> _Data supplied_
--- START ---

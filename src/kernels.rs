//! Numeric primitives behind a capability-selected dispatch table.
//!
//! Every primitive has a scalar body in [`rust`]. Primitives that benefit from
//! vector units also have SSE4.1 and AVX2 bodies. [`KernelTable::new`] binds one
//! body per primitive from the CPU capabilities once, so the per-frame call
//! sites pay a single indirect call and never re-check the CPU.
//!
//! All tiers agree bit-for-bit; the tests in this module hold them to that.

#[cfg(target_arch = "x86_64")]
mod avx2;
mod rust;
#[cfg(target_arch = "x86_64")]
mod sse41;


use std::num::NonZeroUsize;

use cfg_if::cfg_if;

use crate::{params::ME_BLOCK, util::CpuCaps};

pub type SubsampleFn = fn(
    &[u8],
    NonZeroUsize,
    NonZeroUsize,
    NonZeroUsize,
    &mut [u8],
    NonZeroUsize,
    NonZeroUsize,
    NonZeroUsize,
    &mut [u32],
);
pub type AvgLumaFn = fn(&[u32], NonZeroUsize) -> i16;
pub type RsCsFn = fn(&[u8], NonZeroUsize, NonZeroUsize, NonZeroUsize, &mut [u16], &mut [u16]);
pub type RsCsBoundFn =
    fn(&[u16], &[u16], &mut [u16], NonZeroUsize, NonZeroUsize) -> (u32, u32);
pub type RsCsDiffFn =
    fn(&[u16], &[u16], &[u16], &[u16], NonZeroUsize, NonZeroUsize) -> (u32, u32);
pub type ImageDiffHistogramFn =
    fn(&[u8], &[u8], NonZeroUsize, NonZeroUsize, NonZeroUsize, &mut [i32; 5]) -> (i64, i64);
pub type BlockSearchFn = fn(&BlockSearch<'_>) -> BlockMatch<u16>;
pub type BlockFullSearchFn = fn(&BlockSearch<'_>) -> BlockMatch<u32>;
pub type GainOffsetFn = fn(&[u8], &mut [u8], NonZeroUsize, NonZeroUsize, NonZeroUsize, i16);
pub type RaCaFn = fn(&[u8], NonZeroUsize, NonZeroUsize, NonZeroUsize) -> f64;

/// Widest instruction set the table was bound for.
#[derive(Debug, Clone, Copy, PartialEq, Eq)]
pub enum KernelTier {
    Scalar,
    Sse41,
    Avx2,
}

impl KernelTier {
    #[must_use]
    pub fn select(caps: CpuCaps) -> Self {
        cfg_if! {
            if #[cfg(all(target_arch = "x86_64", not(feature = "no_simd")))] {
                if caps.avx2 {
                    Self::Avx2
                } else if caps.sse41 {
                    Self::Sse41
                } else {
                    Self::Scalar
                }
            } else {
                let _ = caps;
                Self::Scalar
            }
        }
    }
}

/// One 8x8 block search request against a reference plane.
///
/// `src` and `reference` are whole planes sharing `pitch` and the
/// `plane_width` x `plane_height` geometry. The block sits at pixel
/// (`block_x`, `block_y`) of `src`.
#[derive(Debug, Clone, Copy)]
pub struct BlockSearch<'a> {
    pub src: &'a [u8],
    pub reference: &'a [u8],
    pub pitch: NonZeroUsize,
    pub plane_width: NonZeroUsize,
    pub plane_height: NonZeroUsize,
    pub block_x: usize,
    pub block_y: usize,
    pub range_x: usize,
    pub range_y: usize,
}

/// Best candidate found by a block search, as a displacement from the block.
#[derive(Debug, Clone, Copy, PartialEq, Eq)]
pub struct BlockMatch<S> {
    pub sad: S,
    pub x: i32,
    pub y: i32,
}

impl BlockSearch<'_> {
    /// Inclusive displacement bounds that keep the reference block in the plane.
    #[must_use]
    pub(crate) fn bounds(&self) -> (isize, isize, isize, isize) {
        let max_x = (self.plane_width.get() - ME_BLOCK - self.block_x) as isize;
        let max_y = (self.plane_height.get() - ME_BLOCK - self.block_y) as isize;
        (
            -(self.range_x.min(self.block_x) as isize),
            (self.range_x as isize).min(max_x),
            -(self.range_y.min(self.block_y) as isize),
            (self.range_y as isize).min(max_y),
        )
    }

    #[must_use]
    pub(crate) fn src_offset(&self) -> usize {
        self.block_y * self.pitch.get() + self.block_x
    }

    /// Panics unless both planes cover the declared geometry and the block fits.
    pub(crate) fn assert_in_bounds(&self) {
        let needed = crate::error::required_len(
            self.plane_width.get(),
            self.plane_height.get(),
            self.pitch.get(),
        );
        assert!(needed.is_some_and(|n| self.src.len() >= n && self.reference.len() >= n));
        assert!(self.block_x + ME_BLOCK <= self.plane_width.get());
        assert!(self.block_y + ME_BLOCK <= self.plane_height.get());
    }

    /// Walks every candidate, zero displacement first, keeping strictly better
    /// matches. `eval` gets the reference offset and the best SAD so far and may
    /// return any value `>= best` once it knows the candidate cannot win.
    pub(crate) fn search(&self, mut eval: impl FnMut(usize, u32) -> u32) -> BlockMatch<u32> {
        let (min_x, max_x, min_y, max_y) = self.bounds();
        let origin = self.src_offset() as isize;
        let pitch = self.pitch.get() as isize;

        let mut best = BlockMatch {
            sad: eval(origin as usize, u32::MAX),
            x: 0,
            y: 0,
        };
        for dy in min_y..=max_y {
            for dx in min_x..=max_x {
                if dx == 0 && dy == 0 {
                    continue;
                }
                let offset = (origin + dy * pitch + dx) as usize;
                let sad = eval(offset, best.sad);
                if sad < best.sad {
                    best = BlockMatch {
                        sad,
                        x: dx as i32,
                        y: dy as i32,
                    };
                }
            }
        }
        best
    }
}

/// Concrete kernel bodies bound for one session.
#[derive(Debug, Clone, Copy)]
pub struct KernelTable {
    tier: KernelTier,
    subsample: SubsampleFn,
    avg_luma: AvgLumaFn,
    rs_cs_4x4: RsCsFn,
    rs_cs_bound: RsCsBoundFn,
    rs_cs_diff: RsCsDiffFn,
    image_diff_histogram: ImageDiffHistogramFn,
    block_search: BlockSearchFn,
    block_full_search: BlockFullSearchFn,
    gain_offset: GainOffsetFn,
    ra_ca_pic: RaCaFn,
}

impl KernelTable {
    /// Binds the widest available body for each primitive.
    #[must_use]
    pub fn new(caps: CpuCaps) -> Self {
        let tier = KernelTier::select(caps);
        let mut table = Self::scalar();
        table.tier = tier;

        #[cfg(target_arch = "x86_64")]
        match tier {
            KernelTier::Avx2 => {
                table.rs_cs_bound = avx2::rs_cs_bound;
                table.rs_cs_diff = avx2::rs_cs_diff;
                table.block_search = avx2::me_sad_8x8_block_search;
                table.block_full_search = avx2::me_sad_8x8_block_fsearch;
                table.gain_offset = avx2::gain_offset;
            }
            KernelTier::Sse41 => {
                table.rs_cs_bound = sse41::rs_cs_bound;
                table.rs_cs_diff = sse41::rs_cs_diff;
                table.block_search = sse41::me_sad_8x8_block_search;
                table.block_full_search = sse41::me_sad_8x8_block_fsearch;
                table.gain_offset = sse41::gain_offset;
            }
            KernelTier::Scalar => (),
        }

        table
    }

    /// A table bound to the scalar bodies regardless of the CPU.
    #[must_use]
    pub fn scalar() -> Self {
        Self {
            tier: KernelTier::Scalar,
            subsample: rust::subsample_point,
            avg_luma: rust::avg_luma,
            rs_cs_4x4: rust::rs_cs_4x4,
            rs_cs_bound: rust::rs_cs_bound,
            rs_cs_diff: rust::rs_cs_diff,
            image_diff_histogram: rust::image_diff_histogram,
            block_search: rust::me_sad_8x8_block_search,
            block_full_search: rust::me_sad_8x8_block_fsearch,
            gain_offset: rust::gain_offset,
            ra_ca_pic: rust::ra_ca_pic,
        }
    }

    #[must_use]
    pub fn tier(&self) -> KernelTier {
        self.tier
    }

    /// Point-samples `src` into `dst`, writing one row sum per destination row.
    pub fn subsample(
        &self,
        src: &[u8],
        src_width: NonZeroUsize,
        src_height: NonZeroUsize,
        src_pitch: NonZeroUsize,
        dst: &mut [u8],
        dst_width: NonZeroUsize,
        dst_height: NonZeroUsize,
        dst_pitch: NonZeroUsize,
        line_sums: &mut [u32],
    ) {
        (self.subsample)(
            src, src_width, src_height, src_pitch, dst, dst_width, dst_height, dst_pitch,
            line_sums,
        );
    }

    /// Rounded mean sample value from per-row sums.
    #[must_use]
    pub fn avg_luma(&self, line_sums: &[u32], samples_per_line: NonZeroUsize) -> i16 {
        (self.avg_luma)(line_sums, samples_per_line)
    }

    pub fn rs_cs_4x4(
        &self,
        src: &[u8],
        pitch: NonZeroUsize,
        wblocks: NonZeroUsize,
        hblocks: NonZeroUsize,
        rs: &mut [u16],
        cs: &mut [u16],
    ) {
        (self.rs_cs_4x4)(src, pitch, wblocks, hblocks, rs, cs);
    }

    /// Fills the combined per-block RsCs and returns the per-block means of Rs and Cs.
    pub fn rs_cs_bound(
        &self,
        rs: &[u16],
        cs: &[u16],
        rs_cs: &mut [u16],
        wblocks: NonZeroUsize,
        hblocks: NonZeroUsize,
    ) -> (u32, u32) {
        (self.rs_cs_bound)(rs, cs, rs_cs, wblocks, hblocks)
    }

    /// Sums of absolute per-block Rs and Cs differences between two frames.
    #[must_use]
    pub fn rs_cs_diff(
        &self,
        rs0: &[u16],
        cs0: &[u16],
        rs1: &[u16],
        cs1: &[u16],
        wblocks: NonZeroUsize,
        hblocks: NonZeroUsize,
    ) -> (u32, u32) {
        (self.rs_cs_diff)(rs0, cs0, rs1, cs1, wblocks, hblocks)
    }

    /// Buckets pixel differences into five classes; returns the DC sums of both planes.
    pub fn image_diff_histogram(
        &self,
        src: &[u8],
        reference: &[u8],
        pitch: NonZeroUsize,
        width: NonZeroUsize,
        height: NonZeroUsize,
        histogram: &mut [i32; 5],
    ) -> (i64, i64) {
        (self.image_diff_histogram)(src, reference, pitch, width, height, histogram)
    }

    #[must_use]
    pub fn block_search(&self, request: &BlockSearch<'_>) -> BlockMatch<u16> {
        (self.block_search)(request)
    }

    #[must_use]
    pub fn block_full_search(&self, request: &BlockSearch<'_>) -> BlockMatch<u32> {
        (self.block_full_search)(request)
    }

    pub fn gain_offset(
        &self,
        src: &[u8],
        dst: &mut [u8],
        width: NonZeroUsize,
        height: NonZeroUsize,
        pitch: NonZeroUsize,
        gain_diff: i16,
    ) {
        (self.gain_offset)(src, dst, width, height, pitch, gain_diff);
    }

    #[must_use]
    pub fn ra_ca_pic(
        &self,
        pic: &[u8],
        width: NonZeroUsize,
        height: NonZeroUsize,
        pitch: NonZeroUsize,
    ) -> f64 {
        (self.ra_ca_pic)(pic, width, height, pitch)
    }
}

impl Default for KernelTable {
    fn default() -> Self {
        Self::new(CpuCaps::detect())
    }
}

--- END ---

> _Activity_
What is the number of lines in the listing above that hold "displacement"? Respond with that number and nothing else.

> _Task answer_
3